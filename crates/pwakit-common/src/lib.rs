//! # pwakit Common
//!
//! Shared error type and logging configuration for the pwakit crates.
//!
//! ## Features
//!
//! - Unified error type with backtrace support for internal failures
//! - Logging configuration and setup
//! - `ResultExt::context` for wrapping unexpected failures

use std::time::Duration;
use thiserror::Error;

pub mod logging;

pub use logging::{init_logging, LogConfig, LogFormat};

/// Unified error type for pwakit.
///
/// Crate-local errors (`NetError`, `ServiceWorkerError`) convert into this at
/// the edges, e.g. in the `sw-probe` harness.
#[derive(Error, Debug)]
pub enum PwaError {
    /// Network-related errors.
    #[error("Network error: {message}")]
    Network {
        message: String,
        #[source]
        source: Option<Box<dyn std::error::Error + Send + Sync>>,
    },

    /// Cache storage errors.
    #[error("Cache error: {message}")]
    Cache {
        message: String,
        #[source]
        source: Option<Box<dyn std::error::Error + Send + Sync>>,
    },

    /// Worker lifecycle errors (install, activate).
    #[error("Lifecycle error: {message}")]
    Lifecycle {
        message: String,
        #[source]
        source: Option<Box<dyn std::error::Error + Send + Sync>>,
    },

    /// Control channel errors.
    #[error("Message error: {message}")]
    Message {
        message: String,
        #[source]
        source: Option<Box<dyn std::error::Error + Send + Sync>>,
    },

    /// Configuration errors.
    #[error("Config error: {message}")]
    Config {
        message: String,
        #[source]
        source: Option<Box<dyn std::error::Error + Send + Sync>>,
    },

    /// I/O errors.
    #[error("IO error: {0}")]
    Io(#[from] std::io::Error),

    /// Timeout errors.
    #[error("Operation timed out after {0:?}")]
    Timeout(Duration),

    /// Cancelled operation.
    #[error("Operation cancelled")]
    Cancelled,

    /// Resource not found.
    #[error("Resource not found: {0}")]
    NotFound(String),

    /// Invalid argument.
    #[error("Invalid argument: {0}")]
    InvalidArgument(String),

    /// Internal error (unexpected).
    #[error("Internal error: {message}")]
    Internal {
        message: String,
        backtrace: Option<backtrace::Backtrace>,
    },
}

impl PwaError {
    /// Create a network error.
    pub fn network(message: impl Into<String>) -> Self {
        Self::Network {
            message: message.into(),
            source: None,
        }
    }

    /// Create a network error with source.
    pub fn network_with_source<E: std::error::Error + Send + Sync + 'static>(
        message: impl Into<String>,
        source: E,
    ) -> Self {
        Self::Network {
            message: message.into(),
            source: Some(Box::new(source)),
        }
    }

    /// Create a cache error.
    pub fn cache(message: impl Into<String>) -> Self {
        Self::Cache {
            message: message.into(),
            source: None,
        }
    }

    /// Create a lifecycle error.
    pub fn lifecycle(message: impl Into<String>) -> Self {
        Self::Lifecycle {
            message: message.into(),
            source: None,
        }
    }

    /// Create a lifecycle error with source.
    pub fn lifecycle_with_source<E: std::error::Error + Send + Sync + 'static>(
        message: impl Into<String>,
        source: E,
    ) -> Self {
        Self::Lifecycle {
            message: message.into(),
            source: Some(Box::new(source)),
        }
    }

    /// Create a control channel error.
    pub fn message(message: impl Into<String>) -> Self {
        Self::Message {
            message: message.into(),
            source: None,
        }
    }

    /// Create a config error.
    pub fn config(message: impl Into<String>) -> Self {
        Self::Config {
            message: message.into(),
            source: None,
        }
    }

    /// Create a config error with source.
    pub fn config_with_source<E: std::error::Error + Send + Sync + 'static>(
        message: impl Into<String>,
        source: E,
    ) -> Self {
        Self::Config {
            message: message.into(),
            source: Some(Box::new(source)),
        }
    }

    /// Backtrace captured for an internal error.
    pub fn backtrace(&self) -> Option<&backtrace::Backtrace> {
        match self {
            PwaError::Internal { backtrace, .. } => backtrace.as_ref(),
            _ => None,
        }
    }

    /// Get the error category for logging.
    pub fn category(&self) -> &'static str {
        match self {
            PwaError::Network { .. } => "network",
            PwaError::Cache { .. } => "cache",
            PwaError::Lifecycle { .. } => "lifecycle",
            PwaError::Message { .. } => "message",
            PwaError::Config { .. } => "config",
            PwaError::Io(_) => "io",
            PwaError::Timeout(_) => "timeout",
            PwaError::Cancelled => "cancelled",
            PwaError::NotFound(_) => "not_found",
            PwaError::InvalidArgument(_) => "invalid_argument",
            PwaError::Internal { .. } => "internal",
        }
    }
}

/// Result type alias for pwakit operations.
pub type Result<T> = std::result::Result<T, PwaError>;

/// Extension trait for Result.
pub trait ResultExt<T> {
    /// Add context to an error.
    fn context(self, message: impl Into<String>) -> Result<T>;
}

impl<T, E: std::error::Error + Send + Sync + 'static> ResultExt<T> for std::result::Result<T, E> {
    fn context(self, message: impl Into<String>) -> Result<T> {
        self.map_err(|e| PwaError::Internal {
            message: format!("{}: {}", message.into(), e),
            backtrace: Some(backtrace::Backtrace::new()),
        })
    }
}
//! # pwakit Net
//!
//! Request/response types and the network seam used by the pwakit service worker.
//!
//! ## Design Goals
//!
//! 1. **Async fetch**: every network access is a future the caller can run
//!    alongside other in-flight fetches
//! 2. **Swappable network**: the worker only sees the [`Fetcher`] trait, so
//!    hosts can plug in `reqwest`, a test double, or a browser bridge
//! 3. **Fully buffered bodies**: a [`Response`] always carries its complete
//!    body, so an aborted transfer surfaces as an error rather than a
//!    truncated response

use std::sync::atomic::{AtomicU64, Ordering};
use std::time::Duration;

use bytes::Bytes;
use futures::future::BoxFuture;
use http::header::{ACCEPT, CONTENT_TYPE};
use http::{HeaderMap, HeaderName, HeaderValue, Method, StatusCode};
use mime::Mime;
use thiserror::Error;
use url::Url;

pub mod loader;

pub use loader::{LoaderConfig, ResourceLoader};

/// Errors that can occur in networking.
#[derive(Error, Debug)]
pub enum NetError {
    #[error("Request failed: {0}")]
    RequestFailed(String),

    #[error("Invalid URL: {0}")]
    InvalidUrl(String),

    #[error("Timeout after {0:?}")]
    Timeout(Duration),

    #[error("Request cancelled")]
    Cancelled,

    #[error("Network unreachable: {0}")]
    Offline(String),

    #[error("HTTP error: {0}")]
    HttpError(#[from] reqwest::Error),
}

impl From<NetError> for pwakit_common::PwaError {
    fn from(err: NetError) -> Self {
        match err {
            NetError::Timeout(after) => Self::Timeout(after),
            NetError::Cancelled => Self::Cancelled,
            NetError::InvalidUrl(url) => Self::InvalidArgument(url),
            other => Self::network_with_source("fetch failed", other),
        }
    }
}

/// Unique identifier for a request.
#[derive(Debug, Clone, Copy, PartialEq, Eq, Hash)]
pub struct RequestId(u64);

impl RequestId {
    pub fn new() -> Self {
        static COUNTER: AtomicU64 = AtomicU64::new(1);
        Self(COUNTER.fetch_add(1, Ordering::Relaxed))
    }

    pub fn raw(&self) -> u64 {
        self.0
    }
}

impl Default for RequestId {
    fn default() -> Self {
        Self::new()
    }
}

/// HTTP request.
#[derive(Debug, Clone)]
pub struct Request {
    pub id: RequestId,
    pub url: Url,
    pub method: Method,
    pub headers: HeaderMap,
    pub body: Option<Bytes>,
    pub timeout: Option<Duration>,
}

impl Request {
    /// Create a GET request.
    pub fn get(url: Url) -> Self {
        Self {
            id: RequestId::new(),
            url,
            method: Method::GET,
            headers: HeaderMap::new(),
            body: None,
            timeout: None,
        }
    }

    /// Create a POST request.
    pub fn post(url: Url, body: Bytes) -> Self {
        Self {
            method: Method::POST,
            body: Some(body),
            ..Self::get(url)
        }
    }

    /// Parse `url` and create a GET request.
    pub fn parse(url: &str) -> Result<Self, NetError> {
        let url = Url::parse(url).map_err(|e| NetError::InvalidUrl(format!("{url}: {e}")))?;
        Ok(Self::get(url))
    }

    /// Add a header.
    pub fn header(mut self, name: HeaderName, value: HeaderValue) -> Self {
        self.headers.insert(name, value);
        self
    }

    /// Set the `Accept` header.
    pub fn accept(self, value: &'static str) -> Self {
        self.header(ACCEPT, HeaderValue::from_static(value))
    }

    /// Set timeout.
    pub fn timeout(mut self, duration: Duration) -> Self {
        self.timeout = Some(duration);
        self
    }

    /// Whether the `Accept` header mentions the given media type.
    pub fn accepts(&self, media_type: &str) -> bool {
        self.headers
            .get_all(ACCEPT)
            .iter()
            .filter_map(|v| v.to_str().ok())
            .any(|v| v.contains(media_type))
    }

    /// Whether the request targets an http(s) URL.
    pub fn is_http(&self) -> bool {
        matches!(self.url.scheme(), "http" | "https")
    }

    /// Create a copy of this request with a fresh id, for background refetches.
    pub fn duplicate(&self) -> Self {
        Self {
            id: RequestId::new(),
            ..self.clone()
        }
    }
}

/// HTTP response with a fully buffered body.
#[derive(Debug, Clone)]
pub struct Response {
    pub url: Url,
    pub status: StatusCode,
    pub headers: HeaderMap,
    pub body: Bytes,
    /// The final URL differs from the requested one.
    pub redirected: bool,
}

impl Response {
    /// Create a response.
    pub fn new(url: Url, status: StatusCode, headers: HeaderMap, body: impl Into<Bytes>) -> Self {
        Self {
            url,
            status,
            headers,
            body: body.into(),
            redirected: false,
        }
    }

    /// Mark the response as the result of following redirects.
    pub fn with_redirected(mut self, redirected: bool) -> Self {
        self.redirected = redirected;
        self
    }

    /// Create a 200 response with the given content type.
    pub fn ok_with(url: Url, content_type: &'static str, body: impl Into<Bytes>) -> Self {
        let mut headers = HeaderMap::new();
        headers.insert(CONTENT_TYPE, HeaderValue::from_static(content_type));
        Self::new(url, StatusCode::OK, headers, body)
    }

    /// Check if request was successful (2xx).
    pub fn ok(&self) -> bool {
        self.status.is_success()
    }

    /// Whether the response may be stored under the request's key: a 2xx
    /// that was not reached through a redirect.
    pub fn cacheable(&self) -> bool {
        self.ok() && !self.redirected
    }

    /// Get a header value as a string.
    pub fn header(&self, name: &str) -> Option<&str> {
        self.headers.get(name).and_then(|v| v.to_str().ok())
    }

    /// Parsed `Content-Type`.
    pub fn content_type(&self) -> Option<Mime> {
        self.header(CONTENT_TYPE.as_str())
            .and_then(|s| s.parse::<Mime>().ok())
    }

    /// Get the body as text.
    pub fn text(&self) -> Result<String, NetError> {
        String::from_utf8(self.body.to_vec()).map_err(|e| NetError::RequestFailed(e.to_string()))
    }

    /// Get the body as JSON.
    pub fn json<T: serde::de::DeserializeOwned>(&self) -> Result<T, NetError> {
        serde_json::from_slice(&self.body).map_err(|e| NetError::RequestFailed(e.to_string()))
    }
}

/// Something that can perform a network fetch.
///
/// Implementations must return `Err` when the body could not be read in full;
/// a partially received body is never handed back as a response.
pub trait Fetcher: Send + Sync {
    fn fetch(&self, request: Request) -> BoxFuture<'_, Result<Response, NetError>>;
}

#[cfg(test)]
mod tests {
    use super::*;

    #[test]
    fn test_request_builder() {
        let url = Url::parse("https://example.com").unwrap();
        let request = Request::get(url.clone())
            .accept("application/json")
            .timeout(Duration::from_secs(10));

        assert_eq!(request.url, url);
        assert_eq!(request.method, Method::GET);
        assert!(request.accepts("application/json"));
        assert!(!request.accepts("text/html"));
        assert_eq!(request.timeout, Some(Duration::from_secs(10)));
    }

    #[test]
    fn test_request_accepts_html_in_list() {
        let request = Request::parse("https://example.com/dashboard.html")
            .unwrap()
            .accept("text/html,application/xhtml+xml;q=0.9,*/*;q=0.8");
        assert!(request.accepts("text/html"));
    }

    #[test]
    fn test_request_parse_invalid() {
        assert!(matches!(
            Request::parse("not a url"),
            Err(NetError::InvalidUrl(_))
        ));
    }

    #[test]
    fn test_request_is_http() {
        assert!(Request::parse("http://example.com/").unwrap().is_http());
        assert!(!Request::parse("chrome-extension://abc/x.js").unwrap().is_http());
    }

    #[test]
    fn test_request_id_uniqueness() {
        let request = Request::parse("https://example.com/").unwrap();
        let copy = request.duplicate();
        assert_ne!(request.id, copy.id);
        assert_eq!(request.url, copy.url);
    }

    #[test]
    fn test_response_helpers() {
        let url = Url::parse("https://example.com/data.json").unwrap();
        let response = Response::ok_with(url, "application/json", r#"{"n":1}"#);

        assert!(response.ok());
        assert_eq!(response.content_type(), Some(mime::APPLICATION_JSON));
        let value: serde_json::Value = response.json().unwrap();
        assert_eq!(value["n"], 1);
    }
}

■ EXERCISE INSTRUCTIONS
The line containing "pub enum PwaError" marks the end. Please print exactly every line from the top of the data to it, both included, and nothing more.

■ RESPONSE BELOW
filename crates/pwakit-common/src/lib.rs
//! # pwakit Common
//!
//! Shared error type and logging configuration for the pwakit crates.
//!
//! ## Features
//!
//! - Unified error type with backtrace support for internal failures
//! - Logging configuration and setup
//! - `ResultExt::context` for wrapping unexpected failures

use std::time::Duration;
use thiserror::Error;

pub mod logging;

pub use logging::{init_logging, LogConfig, LogFormat};

/// Unified error type for pwakit.
///
/// Crate-local errors (`NetError`, `ServiceWorkerError`) convert into this at
/// the edges, e.g. in the `sw-probe` harness.
#[derive(Error, Debug)]
pub enum PwaError {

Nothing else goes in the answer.